Chad–Libya relations have arisen out of centuries from ethnic, religious, and commercial ties.

==History==

===1960s===
Under French and Italian colonial domination, respectively, Chad and Libya had diverged in orientation and development. But even after Chad's independence in 1960, many northerners still identified more closely with the people in Libya than with the southern-dominated government in N'Djamena. After seizing power in 1969, Libyan head of state Muammar Gaddafi reasserted Libya's claim to the Aozou Strip, a 100,000-square-kilometer portion of northern Chad that included the small town of Aozou. Libya based its claim on one of several pre-independence agreements regarding colonial boundaries, and it bolstered these claims by stationing troops in the Aozou Strip beginning in 1972.

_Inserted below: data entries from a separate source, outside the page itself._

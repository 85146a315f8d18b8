use serde::{Deserialize, Serialize};
use std::collections::HashMap;

use crate::{Cost, NodeId};

/// Destination → next-hop table produced by a routing engine.
///
/// A table is always built fresh for one computation cycle and swapped in
/// whole, so the forwarder never observes a half-updated table.
#[derive(Debug, Clone, Default, Serialize, Deserialize)]
pub struct RoutingTable {
    entries: HashMap<NodeId, RouteEntry>,
}

#[derive(Debug, Clone, PartialEq, Eq, Serialize, Deserialize)]
pub struct RouteEntry {
    /// None for the local node itself.
    pub next_hop: Option<NodeId>,
    pub metric: Cost,
}

impl RoutingTable {
    /// An empty table seeded with the local node (next hop none, metric 0).
    pub fn for_node(node: NodeId) -> Self {
        let mut table = Self {
            entries: HashMap::new(),
        };
        table.insert(
            node,
            RouteEntry {
                next_hop: None,
                metric: 0,
            },
        );
        table
    }

    pub fn insert(&mut self, destination: NodeId, entry: RouteEntry) {
        self.entries.insert(destination, entry);
    }

    pub fn get(&self, destination: NodeId) -> Option<&RouteEntry> {
        self.entries.get(&destination)
    }

    /// Next hop toward a destination, if one is known.
    pub fn next_hop(&self, destination: NodeId) -> Option<NodeId> {
        self.entries.get(&destination).and_then(|e| e.next_hop)
    }

    pub fn len(&self) -> usize {
        self.entries.len()
    }

    pub fn is_empty(&self) -> bool {
        self.entries.is_empty()
    }

    pub fn iter(&self) -> impl Iterator<Item = (&NodeId, &RouteEntry)> {
        self.entries.iter()
    }
}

Gaddafi's desire to annex the Aozou Strip grew out of an array of concerns, including the region's reported mineral wealth, including uranium. He also hoped to establish a friendly government in Chad and to extend Islamic influence into the Sahel through Chad and Sudan.

Chad's president Hissène Habré was vigorously helped by the former colonial power, France, which desired to put a limit on Libya's expansionist projects in an area with close ties to Paris. French support included sending troops to combat the Libyans in Chadian territory. In doing so, France was politically backed by the United States, also concerned with the increasing expansionism of Gaddafi.

A complex set of symbolic interests also underlay Libya's pursuit of territory and influence in the Sahel. Gaddafi's anticolonial and anti-imperialist rhetoric vacillated between attacks on the United States and a campaign focused on the postcolonial European presence in Africa. He hoped to weaken Chad's ties with the West and thereby reduce Africa's incorporation into the Western-dominated nation-state system. Forcing the revision of one of the colonially devised boundaries affirmed by the OAU in 1963 was a step in this direction—one that seemed possible in the context of the troubled nation of Chad, which OAU members dubbed the continent's "weakest link".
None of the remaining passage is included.